Across from the Shain couple at our table was Enjeley Mora, a Framingham State graduate currently pursuing her master’s at Simmons College, where she studies nutrition. Mora is also a veteran, having served for three years in the Army Corps.
Mora discussed her path growing up in a rough neighborhood in Lynn, where she often felt trapped. She believed college wasn’t an option for her at first, because she was told she wasn’t “smart enough for college.”
It was only after she followed in her brother’s footsteps, joining the military – initially just for the sake of traveling – that she was able to lift herself out of those circumstances and gain a wider view of both the world, and her own potential, she said.
“I don’t know if I would have had the motivation to pursue my education if it weren’t for the Army and the G.I. Bill,” Mora said.
Because she served a full 36-month term in the Army, Mora was able to qualify for the full G.I. Bill, which paid for her education at Framingham State. Her choice to come to FSU was aided in great part, Mora added, by the Office of Veterans Services, headed by Jacquelyn Wolf, who was also in attendance at the luncheon.
Following the meal, Thraen spoke about her experience in the Navy and how it benefited her career after her service.
Thraen has had a long and successful career thanks to her military and educational background. She spoke about three central themes crucial to her success – “Theory, real-world practice, and driving quality results.”
As she moved from a corporate job helping small businesses grow, to a job processing medical disability claims for the Department of Veterans Affairs (VA) Thraen said she tried to “absorb everything like a sponge,” learning to work with severely injured veterans.
“With a lot of pride, I worked my cases from start to finish.”

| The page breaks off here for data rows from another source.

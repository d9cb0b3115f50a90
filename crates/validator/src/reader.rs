//! Streaming submission reader.
//!
//! Reads the header line eagerly, then yields rows lazily in file order with
//! a stable 1-based index. Row-level faults (ragged rows, bad encoding) are
//! yielded as non-fatal `ParseError`s so one bad line does not hide the rest
//! of the file. An I/O failure is yielded once as a fatal error and ends the
//! stream.

use std::io::Read;
use std::sync::Arc;

use crate::model::{Columns, Row, SubmissionType, ValidationError, RULE_PARSE};

const UTF8_BOM: &str = "\u{feff}";

#[derive(Debug, Clone, PartialEq, Eq)]
pub enum ParseErrorKind {
    /// Field count differs from the header.
    Ragged { expected: usize, found: usize },
    /// Record is not valid UTF-8.
    Encoding(String),
    /// Any other record-level CSV fault.
    Malformed(String),
    /// Underlying stream failed; nothing after this point can be read.
    Io(String),
}

#[derive(Debug, Clone, PartialEq, Eq)]
pub struct ParseError {
    pub submission: SubmissionType,
    /// Row index the fault belongs to; `None` for the header line.
    pub row: Option<u64>,
    pub kind: ParseErrorKind,
}

impl ParseError {
    pub fn is_fatal(&self) -> bool {
        matches!(self.kind, ParseErrorKind::Io(_))
    }

    pub fn message(&self) -> String {
        match &self.kind {
            ParseErrorKind::Ragged { expected, found } => {
                format!("row has {found} field(s), header has {expected}")
            }
            ParseErrorKind::Encoding(msg) => format!("row is not valid UTF-8: {msg}"),
            ParseErrorKind::Malformed(msg) => format!("malformed row: {msg}"),
            ParseErrorKind::Io(msg) => format!("stream could not be read: {msg}"),
        }
    }

    /// Report entry for this fault: row-scoped when it has a row, file-scoped otherwise.
    pub fn to_validation_error(&self) -> ValidationError {
        match self.row {
            Some(row) if !self.is_fatal() => ValidationError::row(
                self.submission,
                row,
                "row",
                RULE_PARSE,
                crate::model::Severity::Error,
                self.message(),
            ),
            _ => {
                let mut err = ValidationError::file(self.submission, self.message());
                err.rule_id = RULE_PARSE.into();
                err
            }
        }
    }
}

impl std::fmt::Display for ParseError {
    fn fmt(&self, f: &mut std::fmt::Formatter<'_>) -> std::fmt::Result {
        match self.row {
            Some(row) => write!(f, "{} row {row}: {}", self.submission, self.message()),
            None => write!(f, "{}: {}", self.submission, self.message()),
        }
    }
}

impl std::error::Error for ParseError {}

/// Lazy, finite, non-restartable row sequence over one submission stream.
pub struct SubmissionReader<R: Read> {
    submission: SubmissionType,
    reader: csv::Reader<R>,
    columns: Arc<Columns>,
    record: csv::ByteRecord,
    next_index: u64,
    done: bool,
}

impl<R: Read> SubmissionReader<R> {
    /// Open a stream and read its header line. An empty stream yields an
    /// empty header (which then fails header validation).
    pub fn open(submission: SubmissionType, input: R) -> Result<Self, ParseError> {
        let mut reader = csv::ReaderBuilder::new()
            .has_headers(true)
            .flexible(true)
            .from_reader(input);

        let header_err = |kind| ParseError {
            submission,
            row: None,
            kind,
        };

        let raw = reader.byte_headers().map_err(|e| header_err(classify(e)))?.clone();
        let mut names = Vec::with_capacity(raw.len());
        for (i, field) in raw.iter().enumerate() {
            let name = std::str::from_utf8(field)
                .map_err(|e| header_err(ParseErrorKind::Encoding(e.to_string())))?;
            let name = if i == 0 { name.trim_start_matches(UTF8_BOM) } else { name };
            names.push(name.to_string());
        }

        // csv reports a single empty field for a blank first line
        if names.len() == 1 && names[0].trim().is_empty() {
            names.clear();
        }

        Ok(Self {
            submission,
            reader,
            columns: Arc::new(Columns::new(names)),
            record: csv::ByteRecord::new(),
            next_index: 1,
            done: false,
        })
    }

    pub fn submission(&self) -> SubmissionType {
        self.submission
    }

    /// Header names as they appear in the stream.
    pub fn header(&self) -> &[String] {
        self.columns.names()
    }

    fn fault(&self, row: u64, kind: ParseErrorKind) -> ParseError {
        ParseError {
            submission: self.submission,
            row: Some(row),
            kind,
        }
    }
}

impl<R: Read> Iterator for SubmissionReader<R> {
    type Item = Result<Row, ParseError>;

    fn next(&mut self) -> Option<Self::Item> {
        if self.done {
            return None;
        }

        let index = self.next_index;
        match self.reader.read_byte_record(&mut self.record) {
            Ok(false) => {
                self.done = true;
                None
            }
            Ok(true) => {
                self.next_index += 1;
                if self.record.len() != self.columns.len() {
                    return Some(Err(self.fault(
                        index,
                        ParseErrorKind::Ragged {
                            expected: self.columns.len(),
                            found: self.record.len(),
                        },
                    )));
                }
                let mut values = Vec::with_capacity(self.record.len());
                for field in self.record.iter() {
                    match std::str::from_utf8(field) {
                        Ok(v) => values.push(v.to_string()),
                        Err(e) => {
                            return Some(Err(
                                self.fault(index, ParseErrorKind::Encoding(e.to_string()))
                            ))
                        }
                    }
                }
                Some(Ok(Row::new(
                    self.submission,
                    index,
                    Arc::clone(&self.columns),
                    values,
                )))
            }
            Err(e) => {
                let kind = classify(e);
                if matches!(kind, ParseErrorKind::Io(_)) {
                    self.done = true;
                } else {
                    self.next_index += 1;
                }
                Some(Err(self.fault(index, kind)))
            }
        }
    }
}

fn classify(err: csv::Error) -> ParseErrorKind {
    match err.kind() {
        csv::ErrorKind::Io(e) => ParseErrorKind::Io(e.to_string()),
        csv::ErrorKind::Utf8 { err, .. } => ParseErrorKind::Encoding(err.to_string()),
        _ => ParseErrorKind::Malformed(err.to_string()),
    }
}
// dataact - validate DATA Act agency submissions from the command line

mod exit_codes;
mod rules;
mod validate;

use std::path::PathBuf;
use std::process::ExitCode;

use clap::{Parser, Subcommand};

use dataact_validator::{SchemaRegistry, SubmissionType, ValidatorConfig, ValidatorError};
use exit_codes::{validator_exit_code, EXIT_SUCCESS, EXIT_USAGE};

#[derive(Parser)]
#[command(name = "dataact")]
#[command(about = "Validate the four DATA Act submission files of a reporting period")]
#[command(version)]
struct Cli {
    #[command(subcommand)]
    command: Commands,
}

#[derive(Subcommand)]
enum Commands {
    /// Validate submission files and print the report
    #[command(after_help = "\
Examples:
  dataact validate --dir submissions/2016-Q4
  dataact validate --dir submissions/2016-Q4 --json
  dataact validate --appropriation approp.csv --award-financial af.csv
  dataact validate --dir submissions/2016-Q4 --config dataact.toml --output report.json

Exit codes:
  0  no errors (warnings allowed)
  1  I/O failure
  3  validation errors found
  4  config or rule set rejected")]
    Validate(validate::ValidateArgs),

    /// Inspect the rule set
    #[command(subcommand)]
    Rules(rules::RulesCommands),

    /// Print the required columns of a submission type
    #[command(after_help = "\
Examples:
  dataact schema appropriation
  dataact schema award_financial --config dataact.toml")]
    Schema {
        /// Submission type (appropriation, object_class_program_activity, award, award_financial)
        submission: String,

        /// Config file (may point at an external schema file)
        #[arg(long, env = "DATAACT_CONFIG")]
        config: Option<PathBuf>,
    },
}

fn main() -> ExitCode {
    init_tracing();
    let cli = Cli::parse();

    let result = match cli.command {
        Commands::Validate(args) => validate::cmd_validate(args),
        Commands::Rules(cmd) => rules::cmd_rules(cmd),
        Commands::Schema { submission, config } => cmd_schema(&submission, config),
    };

    match result {
        Ok(()) => ExitCode::from(EXIT_SUCCESS),
        Err(CliError { code, message, hint }) => {
            if !message.is_empty() {
                eprintln!("error: {}", message);
            }
            if let Some(hint) = hint {
                eprintln!("hint:  {}", hint);
            }
            ExitCode::from(code)
        }
    }
}

/// Logs go to stderr so stdout carries only the report. `RUST_LOG`
/// overrides the default `warn` level.
fn init_tracing() {
    tracing_subscriber::fmt()
        .with_env_filter(
            tracing_subscriber::EnvFilter::try_from_default_env()
                .unwrap_or_else(|_| tracing_subscriber::EnvFilter::new("warn")),
        )
        .with_writer(std::io::stderr)
        .with_target(false)
        .init();
}

#[derive(Debug)]
pub struct CliError {
    pub code: u8,
    pub message: String,
    pub hint: Option<String>,
}

impl CliError {
    pub fn new(code: u8, msg: impl Into<String>) -> Self {
        Self { code, message: msg.into(), hint: None }
    }

    pub fn args(msg: impl Into<String>) -> Self {
        Self::new(EXIT_USAGE, msg)
    }

    pub fn io(msg: impl Into<String>) -> Self {
        Self::new(exit_codes::EXIT_IO, msg)
    }

    /// Add a hint to an existing error.
    pub fn with_hint(mut self, hint: impl Into<String>) -> Self {
        self.hint = Some(hint.into());
        self
    }
}

impl From<ValidatorError> for CliError {
    fn from(err: ValidatorError) -> Self {
        let code = validator_exit_code(&err);
        let hint = match &err {
            ValidatorError::RuleLoad(_) => {
                Some("run `dataact rules check` to validate the rule set".to_string())
            }
            _ => None,
        };
        Self { code, message: err.to_string(), hint }
    }
}

/// Load the config file if one was given, defaults otherwise.
pub fn load_config(path: Option<&PathBuf>) -> Result<ValidatorConfig, CliError> {
    match path {
        Some(path) => Ok(ValidatorConfig::load(path)?),
        None => Ok(ValidatorConfig::default()),
    }
}

fn cmd_schema(submission: &str, config: Option<PathBuf>) -> Result<(), CliError> {
    let submission: SubmissionType = submission.parse().map_err(|e: ValidatorError| {
        CliError::args(e.to_string()).with_hint(
            "expected one of: appropriation, object_class_program_activity, award, award_financial",
        )
    })?;

    let config = load_config(config.as_ref())?;
    let registry = match &config.schema.file {
        Some(path) => SchemaRegistry::load(path)?,
        None => SchemaRegistry::builtin(),
    };
    let schema = registry.schema_for(submission)?;

    println!("{} ({} columns)", submission.file_name(), schema.columns().len());
    for column in schema.columns() {
        println!("  {column}");
    }
    Ok(())
}
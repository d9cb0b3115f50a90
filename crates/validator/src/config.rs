use std::path::{Path, PathBuf};
use std::str::FromStr;

use rust_decimal::Decimal;
use serde::Deserialize;

use crate::error::ValidatorError;

pub const DEFAULT_BATCH_SIZE: usize = 4096;
pub const DEFAULT_TOLERANCE: &str = "0.00";

// ---------------------------------------------------------------------------
// Top-level config
// ---------------------------------------------------------------------------

/// Contents of `dataact.toml`. Every section is optional.
#[derive(Debug, Clone, Default, Deserialize)]
#[serde(deny_unknown_fields)]
pub struct ValidatorConfig {
    #[serde(default)]
    pub rules: RulesConfig,
    #[serde(default)]
    pub schema: SchemaConfig,
    #[serde(default)]
    pub reconciliation: ReconciliationConfig,
    #[serde(default)]
    pub engine: EngineConfig,
}

#[derive(Debug, Clone, Default, Deserialize)]
#[serde(deny_unknown_fields)]
pub struct RulesConfig {
    /// Rule directory or single rule file.
    #[serde(default)]
    pub dir: Option<PathBuf>,
}

#[derive(Debug, Clone, Default, Deserialize)]
#[serde(deny_unknown_fields)]
pub struct SchemaConfig {
    /// External schema file; the built-in registry is used when absent.
    #[serde(default)]
    pub file: Option<PathBuf>,
}

#[derive(Debug, Clone, Deserialize)]
#[serde(deny_unknown_fields)]
pub struct ReconciliationConfig {
    /// Default `amount_match` tolerance, as a decimal string.
    #[serde(default = "default_tolerance")]
    pub tolerance: String,
}

impl Default for ReconciliationConfig {
    fn default() -> Self {
        Self {
            tolerance: default_tolerance(),
        }
    }
}

fn default_tolerance() -> String {
    DEFAULT_TOLERANCE.to_string()
}

#[derive(Debug, Clone, Deserialize)]
#[serde(deny_unknown_fields)]
pub struct EngineConfig {
    /// Rows buffered per evaluation batch.
    #[serde(default = "default_batch_size")]
    pub batch_size: usize,
}

impl Default for EngineConfig {
    fn default() -> Self {
        Self {
            batch_size: DEFAULT_BATCH_SIZE,
        }
    }
}

fn default_batch_size() -> usize {
    DEFAULT_BATCH_SIZE
}

// ---------------------------------------------------------------------------
// Parse + Validate
// ---------------------------------------------------------------------------

impl ValidatorConfig {
    pub fn from_toml(input: &str) -> Result<Self, ValidatorError> {
        let config: ValidatorConfig = toml::from_str(input)
            .map_err(|e| ValidatorError::config(format!("invalid config: {e}")))?;
        config.validate()?;
        Ok(config)
    }

    /// Load a config file. Relative paths inside it are resolved against the
    /// file's own directory.
    pub fn load(path: &Path) -> Result<Self, ValidatorError> {
        let text = std::fs::read_to_string(path)
            .map_err(|e| ValidatorError::Io(format!("{}: {e}", path.display())))?;
        let mut config = Self::from_toml(&text)?;
        let base = path.parent().unwrap_or_else(|| Path::new(""));
        config.rules.dir = config.rules.dir.map(|p| base.join(p));
        config.schema.file = config.schema.file.map(|p| base.join(p));
        Ok(config)
    }

    pub fn validate(&self) -> Result<(), ValidatorError> {
        self.tolerance()?;

        if self.engine.batch_size == 0 {
            return Err(ValidatorError::config("engine.batch_size must be > 0"));
        }

        Ok(())
    }

    /// Parsed default tolerance.
    pub fn tolerance(&self) -> Result<Decimal, ValidatorError> {
        let raw = self.reconciliation.tolerance.trim();
        let tolerance = Decimal::from_str(raw).map_err(|_| {
            ValidatorError::config(format!(
                "reconciliation.tolerance must be a decimal number, got '{raw}'"
            ))
        })?;
        if tolerance.is_sign_negative() && !tolerance.is_zero() {
            return Err(ValidatorError::config(format!(
                "reconciliation.tolerance must be >= 0, got '{raw}'"
            )));
        }
        Ok(tolerance)
    }
}

// ---------------------------------------------------------------------------
// Tests
// ---------------------------------------------------------------------------
//! Domain pipelines.
//!
//! Each pipeline loads a cached daily table when present and otherwise
//! derives it from raw inputs and caches it. All three share the same
//! configuration and cache layout, so [`Pipelines`] bundles them.

pub mod accident;
pub mod pollution;
pub mod weather;

pub use accident::AccidentPipeline;
pub use pollution::PollutionPipeline;
pub use weather::WeatherPipeline;

use crate::config::PipelineConfig;
use crate::error::Result;

/// All three pipelines over one filesystem data directory
#[derive(Debug)]
pub struct Pipelines {
    pub accident: AccidentPipeline,
    pub pollution: PollutionPipeline,
    pub weather: WeatherPipeline,
}

impl Pipelines {
    pub fn new(config: PipelineConfig) -> Self {
        Self {
            accident: AccidentPipeline::new(config.clone()),
            pollution: PollutionPipeline::new(config.clone()),
            weather: WeatherPipeline::new(config),
        }
    }

    /// Delete every cache artifact of every domain
    pub fn reset_all(&self) -> Result<()> {
        self.accident.reset_file()?;
        self.pollution.reset_file()?;
        self.weather.reset_file()
    }
}
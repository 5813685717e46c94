//! Seoul daily datasets
//!
//! Cleans three raw Seoul datasets (traffic accidents, air pollution and
//! weather) and reduces each to one row per calendar day.
//!
//! This library provides:
//! - Date decomposition into `year`, `month`, `day` keys
//! - Group-mean imputation, zero-fill and first-occurrence deduplication
//! - Daily sums and means per domain
//! - Derived casualty rates, pollutant levels and a cloudiness code
//! - Cached derived tables behind a [`cache::CacheStore`], with explicit reset
//!
//! ```no_run
//! use seoul_daily::{PipelineConfig, Pipelines};
//!
//! # fn main() -> seoul_daily::Result<()> {
//! let pipelines = Pipelines::new(PipelineConfig::new("/srv/seoul"));
//! let accidents = pipelines.accident.import_csv()?;
//! let pollution = pipelines.pollution.import_csv()?;
//! let weather = pipelines.weather.import_csv()?;
//! println!("{} {} {}", accidents.height(), pollution.height(), weather.height());
//! # Ok(())
//! # }
//! ```

pub mod cache;
pub mod config;
pub mod constants;
pub mod error;
pub mod models;
pub mod pipelines;
pub mod processor;

pub use cache::{CacheStore, FsCache, MemoryCache};
pub use config::PipelineConfig;
pub use error::{PipelineError, Result};
pub use models::{DateParts, Domain, YearRange};
pub use pipelines::{AccidentPipeline, Pipelines, PollutionPipeline, WeatherPipeline};
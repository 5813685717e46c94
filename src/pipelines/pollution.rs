//! Daily mean pollutant concentrations with ordinal severity levels.
//!
//! Raw measurements are hourly, keyed by a packed `YYYYMMDDHH` integer.
//! Each day's rows are imputed with the day's own mean, averaged, rounded
//! to two decimals and binned into levels 0..=3 per pollutant.

use crate::cache::{CacheStore, FsCache};
use crate::config::PipelineConfig;
use crate::constants::pollution::*;
use crate::constants::{DATE_KEY, ROUND_DECIMALS};
use crate::error::Result;
use crate::models::{Domain, YearRange};
use crate::processor::{self, conform, dates, levels, numeric, require_columns};

use polars::prelude::*;
use tracing::{debug, info};

/// Name of the level column derived from `pollutant`
pub fn level_name(pollutant: &str) -> String {
    format!("{pollutant}{LEVEL_SUFFIX}")
}

/// Output columns and types: date key, then each pollutant followed by its level
pub fn output_schema() -> Vec<(String, DataType)> {
    let mut schema: Vec<(String, DataType)> = DATE_KEY
        .iter()
        .map(|name| (name.to_string(), DataType::Int64))
        .collect();
    for (pollutant, _) in POLLUTANTS {
        schema.push((pollutant.to_string(), DataType::Float64));
        schema.push((level_name(pollutant), DataType::Int64));
    }
    schema
}

fn conform_output(df: DataFrame) -> Result<DataFrame> {
    let schema = output_schema();
    let borrowed: Vec<(&str, DataType)> = schema
        .iter()
        .map(|(name, dtype)| (name.as_str(), dtype.clone()))
        .collect();
    conform(df, &borrowed)
}

/// Pollution pipeline over a cache backend
#[derive(Debug)]
pub struct PollutionPipeline<C: CacheStore = FsCache> {
    config: PipelineConfig,
    cache: C,
}

impl PollutionPipeline<FsCache> {
    /// Pipeline caching under the configured data directory
    pub fn new(config: PipelineConfig) -> Self {
        let cache = FsCache::new(config.data_path());
        Self::with_cache(config, cache)
    }
}

impl<C: CacheStore> PollutionPipeline<C> {
    pub fn with_cache(config: PipelineConfig, cache: C) -> Self {
        Self { config, cache }
    }

    pub fn config(&self) -> &PipelineConfig {
        &self.config
    }

    pub fn cache(&self) -> &C {
        &self.cache
    }

    /// Daily table for a custom year range, cached as the raw-range artifact.
    ///
    /// The artifact does not record its range: once stored it is returned for
    /// any range until [`reset_file`](Self::reset_file) is called.
    pub fn import_raw(&self, range: YearRange) -> Result<DataFrame> {
        self.cached(RAW_RANGE_FILE, range)
    }

    /// Daily table for the configured default years (2017..=2019)
    pub fn import_csv(&self) -> Result<DataFrame> {
        self.cached(PREPROCESSED_FILE, self.config.default_range)
    }

    /// Read the full historical source and derive the daily table for `range`
    pub fn preprocess(&self, range: YearRange) -> Result<DataFrame> {
        let raw = processor::read_csv_file(
            &self.config.data_file(RAW_FILE),
            self.config.infer_schema_rows,
        )?;
        transform(raw, range)
    }

    /// Delete both cached artifacts; missing ones are skipped
    pub fn reset_file(&self) -> Result<()> {
        for key in Domain::Pollution.cache_files() {
            if self.cache.invalidate(key)? {
                info!("Removed cached {}", key);
            } else {
                debug!("No cached {} to remove", key);
            }
        }
        Ok(())
    }

    fn cached(&self, key: &str, range: YearRange) -> Result<DataFrame> {
        if let Some(cached) = self.cache.load(key)? {
            info!("Cache hit for {} ({} rows)", key, cached.height());
            return conform_output(cached);
        }

        info!("Cache miss for {}, deriving years {}", key, range);
        let mut df = self.preprocess(range)?;
        self.cache.store(key, &mut df)?;
        info!("Stored {} daily pollution rows", df.height());
        Ok(df)
    }
}

/// NaN readings count as missing, like empty cells
fn missing_as_null(expr: Expr) -> Expr {
    expr.fill_nan(lit(NULL).cast(DataType::Float64))
}

/// Derive the daily pollution table from raw hourly measurements.
///
/// Sentinel bounds in `range` resolve to the first and last year present in
/// the data.
pub fn transform(raw: DataFrame, range: YearRange) -> Result<DataFrame> {
    let mut required = vec![RAW_DATE];
    required.extend(POLLUTANTS.iter().map(|(name, _)| *name));
    require_columns(&raw, &required, RAW_FILE)?;

    let df = dates::decompose_packed_column(raw, RAW_DATE)?;
    let range = processor::resolve_year_range(&df, range)?;
    debug!("Keeping pollution years {}", range);

    let key: Vec<Expr> = DATE_KEY.iter().map(|name| col(*name)).collect();
    let mut selected = key.clone();
    selected.extend(POLLUTANTS.iter().map(|(name, _)| {
        missing_as_null(col(*name).cast(DataType::Float64)).alias(*name)
    }));

    let imputed: Vec<Expr> = POLLUTANTS
        .iter()
        .map(|(name, _)| {
            col(*name)
                .fill_null(col(*name).mean().over(key.clone()))
                .alias(*name)
        })
        .collect();
    let means: Vec<Expr> = POLLUTANTS
        .iter()
        .map(|(name, _)| col(*name).mean())
        .collect();

    let mut daily = df
        .lazy()
        .filter(range.filter_expr())
        .select(selected)
        .with_columns(imputed)
        .group_by(key.clone())
        .agg(means)
        .sort_by_exprs(key, SortMultipleOptions::default())
        .collect()?;
    debug!("Aggregated pollution to {} days", daily.height());

    let pollutants: Vec<&str> = POLLUTANTS.iter().map(|(name, _)| *name).collect();
    numeric::round_columns(&mut daily, &pollutants, ROUND_DECIMALS)?;

    for (pollutant, bounds) in POLLUTANTS {
        let level = levels::level_column(&daily, pollutant, &level_name(pollutant), &bounds)?;
        daily.with_column(level)?;
    }

    conform_output(daily)
}

#[cfg(test)]
mod tests {
    use super::*;
    use crate::cache::MemoryCache;
    use crate::constants::{DAY, YEAR};
    use crate::processor::column_names;

    fn raw_frame() -> DataFrame {
        df! {
            "dt" => [2016123100i64, 2017010100, 2017010101, 2017010200, 2018010100],
            "loc" => [101i64, 101, 102, 101, 101],
            "so2" => [Some(0.004f64), Some(0.01), None, Some(0.03), Some(1.0)],
            "no2" => [Some(0.02f64), Some(0.02), Some(0.04), Some(0.05), Some(0.3)],
            "co" => [Some(0.5f64), Some(0.4), Some(0.6), Some(3.0), Some(20.0)],
            "o3" => [Some(0.01f64), Some(0.02), Some(0.02), Some(0.1), Some(0.2)],
            "pm10" => [Some(40.0f64), Some(20.0), Some(30.0), None, Some(200.0)],
            "pm2.5" => [Some(10.0f64), Some(10.0), Some(21.0), None, Some(100.0)],
        }
        .unwrap()
    }

    fn column_f64(df: &DataFrame, name: &str) -> Vec<Option<f64>> {
        df.column(name)
            .unwrap()
            .as_materialized_series()
            .f64()
            .unwrap()
            .into_iter()
            .collect()
    }

    fn column_i64(df: &DataFrame, name: &str) -> Vec<Option<i64>> {
        df.column(name)
            .unwrap()
            .as_materialized_series()
            .i64()
            .unwrap()
            .into_iter()
            .collect()
    }

    #[test]
    fn test_output_column_order() {
        let df = transform(raw_frame(), YearRange::unbounded()).unwrap();
        assert_eq!(
            column_names(&df),
            vec![
                "year", "month", "day", "so2", "so2_level", "no2", "no2_level", "co",
                "co_level", "o3", "o3_level", "pm10", "pm10_level", "pm2.5", "pm2.5_level",
            ]
        );
    }

    #[test]
    fn test_year_filter_is_inclusive() {
        let df = transform(raw_frame(), YearRange::new(2017, 2017)).unwrap();
        assert_eq!(column_i64(&df, YEAR), vec![Some(2017), Some(2017)]);
        assert_eq!(column_i64(&df, DAY), vec![Some(1), Some(2)]);
    }

    #[test]
    fn test_sentinels_use_data_bounds() {
        let df = transform(raw_frame(), YearRange::unbounded()).unwrap();
        assert_eq!(df.height(), 4);
        assert_eq!(column_i64(&df, YEAR).first(), Some(&Some(2016)));
        assert_eq!(column_i64(&df, YEAR).last(), Some(&Some(2018)));

        let df = transform(raw_frame(), YearRange::new(2017, -1)).unwrap();
        assert_eq!(df.height(), 3);
    }

    #[test]
    fn test_daily_mean_with_imputation() {
        let df = transform(raw_frame(), YearRange::new(2017, 2017)).unwrap();

        // Missing so2 on 2017-01-01 takes that day's mean, leaving it unchanged.
        assert_eq!(column_f64(&df, "so2"), vec![Some(0.01), Some(0.03)]);
        assert_eq!(column_f64(&df, "no2"), vec![Some(0.03), Some(0.05)]);
        assert_eq!(column_f64(&df, "pm10"), vec![Some(25.0), None]);
    }

    #[test]
    fn test_levels_follow_rounded_means() {
        let df = transform(raw_frame(), YearRange::unbounded()).unwrap();

        assert_eq!(
            column_i64(&df, "so2_level"),
            vec![Some(0), Some(0), Some(1), Some(3)]
        );
        assert_eq!(
            column_i64(&df, "co_level"),
            vec![Some(0), Some(0), Some(1), Some(3)]
        );
        assert_eq!(
            column_i64(&df, "pm10_level"),
            vec![Some(1), Some(0), None, Some(3)]
        );
        assert_eq!(
            column_i64(&df, "pm2.5_level"),
            vec![Some(0), Some(1), None, Some(3)]
        );
    }

    #[test]
    fn test_means_are_rounded() {
        let df = transform(raw_frame(), YearRange::new(2017, 2017)).unwrap();
        assert_eq!(column_f64(&df, "pm2.5"), vec![Some(15.5), None]);
        assert_eq!(column_f64(&df, "co"), vec![Some(0.5), Some(3.0)]);
    }

    #[test]
    fn test_nan_readings_are_imputed() {
        let raw = df! {
            "dt" => [2017010100i64, 2017010101],
            "so2" => [0.01f64, 0.01],
            "no2" => [0.02f64, 0.02],
            "co" => [0.4f64, 0.4],
            "o3" => [0.02f64, f64::NAN],
            "pm10" => [f64::NAN, 40.0],
            "pm2.5" => [f64::NAN, f64::NAN],
        }
        .unwrap();

        let df = transform(raw, YearRange::unbounded()).unwrap();
        assert_eq!(column_f64(&df, "pm10"), vec![Some(40.0)]);
        assert_eq!(column_i64(&df, "pm10_level"), vec![Some(1)]);
        assert_eq!(column_f64(&df, "o3"), vec![Some(0.02)]);
        assert_eq!(column_f64(&df, "pm2.5"), vec![None]);
        assert_eq!(column_i64(&df, "pm2.5_level"), vec![None]);
    }

    #[test]
    fn test_missing_pollutant_column_fails() {
        let raw = raw_frame().drop("o3").unwrap();
        assert!(transform(raw, YearRange::unbounded()).is_err());
    }

    #[test]
    fn test_reset_clears_both_artifacts() {
        let pipeline =
            PollutionPipeline::with_cache(PipelineConfig::default(), MemoryCache::new());
        let mut df = transform(raw_frame(), YearRange::unbounded()).unwrap();
        pipeline.cache().store(RAW_RANGE_FILE, &mut df).unwrap();
        pipeline.cache().store(PREPROCESSED_FILE, &mut df).unwrap();

        pipeline.reset_file().unwrap();
        assert!(pipeline.cache().is_empty());
    }
}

Despite her rewarding work at the VA, Thraen felt she still had more to give. “With a heavy heart,” she left the job to pursue a career in academia, and ultimately was able to get her feet wet in the field she studied in school – city planning.
Downtown Framingham, Inc. has become Thraen’s passion project. The nonprofit was founded with the goal of revitalizing the downtown area and highlighting small, independently owned businesses, achieved through various fundraising efforts. She also sits on the city’s Homeless/Opioid Task Force.
Thraen emphasized no matter what job she was employed in, her focus was always “serving businesses, veterans, students, and in Framingham, serving the entire downtown community.”
Thraen said her inward gnawing to “do more and capitalize on [her] skill sets” came from her senior enlisted leaders at Ohio State, aboard the U.S.S. Momsen DDG-92, and at Massachusetts Maritime Academy.
She explained during her time as a junior officer, “each of these senior enlisted leaders guided me so well, that they drove a higher belief in me than I sometimes had during my own periods of anxiety or self-doubt.”
Thraen reminded the student veterans in attendance to “lean on lessons learned and those numerous pep talks from your own personal military heroes to drive your own personal confidence, no matter the crazy twists and turns of life.
“Say yes to new opportunities, feel confident quitting when timely, and always serve regardless of where you land,” Thraen said.
She added, “Above all, love the service that you do.”